Complete step by step answer:
We all know the numerical expression of first law thermodynamics,
ΔE=q+w\Delta E = q + w
An adiabatic cycle is one in which no warmth is picked up or lost by the framework. The principal law of thermodynamics with q=0q = 0 shows that all the change in interior energy is as work done.
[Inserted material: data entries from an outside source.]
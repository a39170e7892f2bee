//! Telemetry initialization
//!
//! Structured logging through a `tracing` subscriber. Lambda forwards stdout
//! to CloudWatch Logs, where JSON lines are queryable by field; the text
//! format is for running `handle` by hand.

use std::str::FromStr;

use thiserror::Error;
use tracing_subscriber::layer::SubscriberExt;
use tracing_subscriber::util::SubscriberInitExt;
use tracing_subscriber::EnvFilter;

/// Filter used when `RUST_LOG` is unset
pub const DEFAULT_FILTER: &str =
    "info,lattice_node_lifecycle=debug,aws_config=warn,aws_smithy_runtime=warn";

/// Errors that can occur during telemetry initialization
#[derive(Debug, Error)]
pub enum TelemetryError {
    /// Failed to initialize tracing subscriber
    #[error("failed to initialize tracing subscriber: {0}")]
    SubscriberInit(String),
}

/// Log line format
#[derive(Clone, Copy, Debug, Default, PartialEq, Eq)]
pub enum LogFormat {
    /// One JSON object per line
    #[default]
    Json,
    /// Human-readable text
    Text,
}

impl FromStr for LogFormat {
    type Err = String;

    fn from_str(s: &str) -> Result<Self, Self::Err> {
        match s.to_ascii_lowercase().as_str() {
            "json" => Ok(Self::Json),
            "text" => Ok(Self::Text),
            other => Err(format!("unknown log format '{other}' (expected json or text)")),
        }
    }
}

/// Configuration for telemetry initialization
#[derive(Debug, Clone, Default)]
pub struct TelemetryConfig {
    /// Output format
    pub format: LogFormat,
    /// Filter directives; falls back to `RUST_LOG`, then [`DEFAULT_FILTER`]
    pub filter: Option<String>,
}

fn env_filter(config: &TelemetryConfig) -> EnvFilter {
    match &config.filter {
        Some(directives) => EnvFilter::new(directives),
        None => EnvFilter::try_from_default_env().unwrap_or_else(|_| EnvFilter::new(DEFAULT_FILTER)),
    }
}

/// Install the global subscriber
///
/// Fails if a subscriber is already installed.
pub fn init_telemetry(config: TelemetryConfig) -> Result<(), TelemetryError> {
    let filter = env_filter(&config);
    let registry = tracing_subscriber::registry().with(filter);

    let result = match config.format {
        LogFormat::Json => registry
            .with(
                tracing_subscriber::fmt::layer()
                    .json()
                    .with_current_span(true)
                    .with_span_list(false)
                    .with_target(true)
                    .with_file(false)
                    .with_line_number(false),
            )
            .try_init(),
        LogFormat::Text => registry
            .with(tracing_subscriber::fmt::layer().with_target(true))
            .try_init(),
    };

    result.map_err(|e| TelemetryError::SubscriberInit(e.to_string()))
}

#[cfg(test)]
mod tests {
    use super::*;

    #[test]
    fn parses_log_formats() {
        assert_eq!("json".parse::<LogFormat>().unwrap(), LogFormat::Json);
        assert_eq!("TEXT".parse::<LogFormat>().unwrap(), LogFormat::Text);
        assert!("xml".parse::<LogFormat>().is_err());
        assert_eq!(LogFormat::default(), LogFormat::Json);
    }

    #[test]
    fn explicit_filter_wins() {
        let config = TelemetryConfig {
            format: LogFormat::Text,
            filter: Some("warn".to_string()),
        };
        assert_eq!(
            env_filter(&config).max_level_hint(),
            Some(tracing_subscriber::filter::LevelFilter::WARN)
        );
    }

    #[test]
    fn second_init_fails() {
        // Whichever test installs first wins; the next attempt must error.
        let _ = init_telemetry(TelemetryConfig::default());
        assert!(init_telemetry(TelemetryConfig::default()).is_err());
    }
}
Therefore, from the first law thermodynamics,
ΔE=q+W\Delta E = q + W
On substituting the value of q we get,
ΔE=0+W\Rightarrow \Delta E = 0 + W
ΔE=W\Delta E = W
Therefore the change in internal energy is equal to the amount of work done on the system but it is not equivalent to zero.

So, the correct answer is Option A.

Note: One can determine the internal energy for one mole of carbon monoxide using the first law of thermodynamics.
Example:
Let us assume,
The total heat capacity of the calorimeter C=3kJ(oC)1C = 3kJ{\left( {^oC} \right)^{ - 1}}
The initial temperature T1=22.113oC{T_1} = {22.113^o}C
The final temperature T2=22.799oC{T_2} = {22.799^o}C
The change in temperature is given by,
ΔT=T2T1\Delta T = {T_2} - {T_1}
On substituting the known values we get,
ΔT=22.799oC22.113oC\Rightarrow \Delta T = {22.799^o}C - {22.113^o}C
On simplifying we get,
ΔT=0.686oC\Rightarrow \Delta T = {0.686^o}C
The change in temperature is 0.686C{0.686^ \circ }C
The amount of heat interchange can be estimated as,
q=CΔTq = C\Delta T
q=3kJ(oC)1×0.686oCq = 3kJ{\left( {^oC} \right)^{ - 1}} \times {0.686^o}C
q=2.058kJq = 2.058kJ
The heat released=The heat gained by the calorimeter{\text{The heat released}} = {\text{The heat gained by the calorimeter}}
The quantity of heat get by the calorimeter is 2.058kJ - 2.058kJ
In bomb calorimeter the volume is fixed therefore the work done by the calorimeter is given by,
w=PΔVw = P\Delta V
w=0w = 0
The work done by the calorimeter is zero.
The internal energy change can be calculated as,
ΔE=q+w\Delta E = q + w
ΔE=2.058kJ\Delta E = - 2.058kJ
The internal energy change is 2.058kJ - 2.058kJ
The internal energy for one mole of carbon monoxide can be calculated as,
ΔE=2.058kJ1.40g×38g1mol=41.16kJ/mol\Delta E = \dfrac{{ - 2.058kJ}}{{1.40g}} \times \dfrac{{38g}}{{1mol}} = - 41.16kJ/mol
The internal energy for one mole of carbon monoxide is 41.16kJ/mol - 41.16kJ/mol.